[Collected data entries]
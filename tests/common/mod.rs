#![allow(dead_code)]

/// Shared harness for API tests: in-memory database, temp public directory,
/// recording mailer
use async_trait::async_trait;
use axum::{
    body::{to_bytes, Body},
    http::{header, HeaderMap, Method, Request, StatusCode},
    Router,
};
use quillpad::{
    config::ServerConfig, context::AppContext, error::BlogResult, mailer::MailSender,
    server::build_router,
};
use serde_json::{json, Value};
use std::sync::{Arc, Mutex};
use tempfile::TempDir;
use tower::ServiceExt;

pub const PASSWORD: &str = "longenough1";

/// Captures links instead of sending mail
#[derive(Clone, Default)]
pub struct RecordingMailer {
    pub activation_links: Arc<Mutex<Vec<String>>>,
    pub reset_links: Arc<Mutex<Vec<String>>>,
}

#[async_trait]
impl MailSender for RecordingMailer {
    async fn send_activation_link(&self, _to: &[String], link: &str) -> BlogResult<()> {
        self.activation_links.lock().unwrap().push(link.to_string());
        Ok(())
    }

    async fn send_reset_password_link(&self, _to: &[String], link: &str) -> BlogResult<()> {
        self.reset_links.lock().unwrap().push(link.to_string());
        Ok(())
    }
}

pub struct TestResponse {
    pub status: StatusCode,
    pub headers: HeaderMap,
    pub body: Value,
}

impl TestResponse {
    /// `jwt=<value>` pair from Set-Cookie, if any
    pub fn session_cookie(&self) -> Option<String> {
        self.headers
            .get_all(header::SET_COOKIE)
            .iter()
            .filter_map(|v| v.to_str().ok())
            .find(|v| v.starts_with("jwt="))
            .map(|v| v.split(';').next().unwrap().to_string())
    }

    pub fn raw_set_cookie(&self) -> String {
        self.headers
            .get_all(header::SET_COOKIE)
            .iter()
            .filter_map(|v| v.to_str().ok())
            .find(|v| v.starts_with("jwt="))
            .unwrap_or_default()
            .to_string()
    }
}

pub struct TestApp {
    pub ctx: AppContext,
    pub router: Router,
    pub mailer: RecordingMailer,
    pub dir: TempDir,
}

impl TestApp {
    pub async fn new() -> Self {
        Self::with_config(|_| {}).await
    }

    /// App whose test config is adjusted by `configure` before startup
    pub async fn with_config(configure: impl FnOnce(&mut ServerConfig)) -> Self {
        let dir = tempfile::tempdir().unwrap();
        let mut config = ServerConfig::for_tests(dir.path().join("public"));
        configure(&mut config);
        let mailer = RecordingMailer::default();
        let ctx = AppContext::new(config)
            .await
            .unwrap()
            .with_mailer(Arc::new(mailer.clone()));
        let router = build_router(ctx.clone());

        Self {
            ctx,
            router,
            mailer,
            dir,
        }
    }

    pub async fn request(
        &self,
        method: Method,
        uri: &str,
        cookie: Option<&str>,
        body: Option<Value>,
    ) -> TestResponse {
        let mut builder = Request::builder().method(method).uri(uri);
        if let Some(cookie) = cookie {
            builder = builder.header(header::COOKIE, cookie);
        }
        let body = match body {
            Some(json) => {
                builder = builder.header(header::CONTENT_TYPE, "application/json");
                Body::from(json.to_string())
            }
            None => Body::empty(),
        };

        self.send(builder.body(body).unwrap()).await
    }

    pub async fn send(&self, request: Request<Body>) -> TestResponse {
        let response = self.router.clone().oneshot(request).await.unwrap();
        let status = response.status();
        let headers = response.headers().clone();
        let bytes = to_bytes(response.into_body(), usize::MAX).await.unwrap();
        let body = if bytes.is_empty() {
            Value::Null
        } else {
            serde_json::from_slice(&bytes).unwrap_or(Value::Null)
        };

        TestResponse {
            status,
            headers,
            body,
        }
    }

    /// Sign up `username` and return its session cookie
    pub async fn signup(&self, username: &str) -> String {
        let response = self
            .request(
                Method::POST,
                "/users/signup",
                None,
                Some(json!({
                    "username": username,
                    "email": format!("{}@x.com", username),
                    "password": PASSWORD,
                })),
            )
            .await;
        assert_eq!(response.status, StatusCode::OK, "signup failed: {}", response.body);
        response.session_cookie().unwrap()
    }

    /// Id of `username` as reported by the profile endpoint
    pub async fn user_id(&self, cookie: &str, username: &str) -> i64 {
        let response = self
            .request(Method::GET, &format!("/users/{}", username), Some(cookie), None)
            .await;
        assert_eq!(response.status, StatusCode::OK);
        response.body["data"]["id"].as_i64().unwrap()
    }

    /// Create a post and return its id
    pub async fn create_post(&self, cookie: &str, title: &str) -> i64 {
        let response = self
            .request(
                Method::POST,
                "/posts/create",
                Some(cookie),
                Some(json!({ "title": title, "text": "some text" })),
            )
            .await;
        assert_eq!(response.status, StatusCode::OK, "create failed: {}", response.body);
        response.body["data"]["id"].as_i64().unwrap()
    }

    pub async fn count(&self, table: &str) -> i64 {
        sqlx::query_scalar(&format!("SELECT COUNT(*) FROM {}", table))
            .fetch_one(&self.ctx.db)
            .await
            .unwrap()
    }
}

▶ _Work required_: Copy every line from the records that holds the string "builder".

▶ _Answer to this exercise_:
        let mut builder = Request::builder().method(method).uri(uri);
            builder = builder.header(header::COOKIE, cookie);
                builder = builder.header(header::CONTENT_TYPE, "application/json");
        self.send(builder.body(body).unwrap()).await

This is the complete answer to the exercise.